Taiwán quiere encargar tanques y misiles estadounidenses por valor de 2 millones de dólares

El gobierno taiwanés ha enviado una solicitud a las autoridades estadounidenses para que autoricen el pedido de 108 carros de combate M1A2, 1240 misiles antitanques TOW, 409 misiles antitanques de infantería Javelin y 250 sistemas antiaéreos portátiles Stinger, lo que representa un pedido total que alcanza 2 mil millones de dólares, además de la solicitud transmitida hace unos meses para la adquisición de 66 F16B Block 70/72 por un monto superior a 12 mil millones de dólares.

La solicitud de Taipei ciertamente tiene mucho sentido, las fuerzas armadas taiwanesas hoy sólo tienen 450 M60 obsoletos y otros tantos M48 Patton, de más de 50 años, para defender su territorio, y en varias ocasiones han hecho solicitudes similares a Washington. Pero es su momento lo que hoy debe atraer nuestra atención.
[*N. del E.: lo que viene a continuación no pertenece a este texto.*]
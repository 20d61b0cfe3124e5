//! Change tracking.
//!
//! Records every value written through `set_value`/`add_value` into the
//! owner's change set at the same path, and resets the change set whenever
//! the whole document is replaced.

use json_values_path::set;
use serde_json::{Map, Value};

use crate::error::ValuesResult;
use crate::hooks::{Hook, HookId, Subject, ValueChanged};
use crate::store::Store;

/// Register change tracking for a subject.
///
/// The store installs it globally unless
/// [`StoreOptions::track_changes`](crate::StoreOptions::track_changes) is off.
pub fn track_changes(store: &Store, subject: Subject) -> Vec<HookId> {
    let hooks = store.hooks();
    vec![
        hooks.register(
            subject.clone(),
            Hook::post_set_values(|_, event| {
                *event.owner.values().changes.borrow_mut() = Value::Object(Map::new());
                Ok(())
            }),
        ),
        hooks.register(subject.clone(), Hook::post_set_value(record_change)),
        hooks.register(subject, Hook::post_add_value(record_change)),
    ]
}

fn record_change(_: &Store, event: &ValueChanged<'_>) -> ValuesResult<()> {
    // Every write is recorded; an unset only when it removed something.
    if !event.value.is_null() || event.modified {
        set(
            &mut event.owner.values().changes.borrow_mut(),
            event.path,
            event.value.clone(),
        );
    }
    Ok(())
}

/// Deep-merge `source` into `target`. Mappings merge key by key, anything else
/// in `source` replaces what `target` holds.
pub fn merge_changes(target: &mut Value, source: Value) {
    match (target, source) {
        (Value::Object(target), Value::Object(source)) => {
            for (key, value) in source {
                match target.get_mut(&key) {
                    Some(existing) => merge_changes(existing, value),
                    None => {
                        target.insert(key, value);
                    }
                }
            }
        }
        (target, source) => *target = source,
    }
}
De hecho, la solicitud, y su divulgación pública, se produce sólo dos días después de las muy firmes declaraciones del Ministro de Defensa chino, Wei Fenghe, durante las reuniones de Shangri-la, en las que claramente amenazó con represalias militares a cualquiera que brindara apoyo militar a la isla independiente. pero considerado sedicioso por Beijing. Al publicar esta solicitud, que además es independiente de cualquier forma de financiación, Taipei quiere obligar a Washington a adoptar abiertamente una posición en defensa de la independencia de la isla, a riesgo de provocar la ira de las autoridades chinas.

Una cosa es segura: si las autoridades estadounidenses respondieran favorablemente a esta solicitud, representaría un casus belli para Beijing y correría el riesgo de precipitar la confrontación global de la que habló Florence Parly en su discurso en la conferencia de Shangri-la. Por otro lado, si Washington decidiera ignorarlo, sería visto como un signo de debilidad por los adversarios de Estados Unidos, que podrían, por tanto, decidir precipitar los acontecimientos. Una situación que Taiwán conoce bien, que vive este tormento desde hace muchos años, y que ve cada día más radical la posición del gobierno chino en su contra.

Entendemos, por tanto, las motivaciones que empujaron a los dirigentes taiwaneses a provocar al destino haciendo esta petición y haciéndola pública.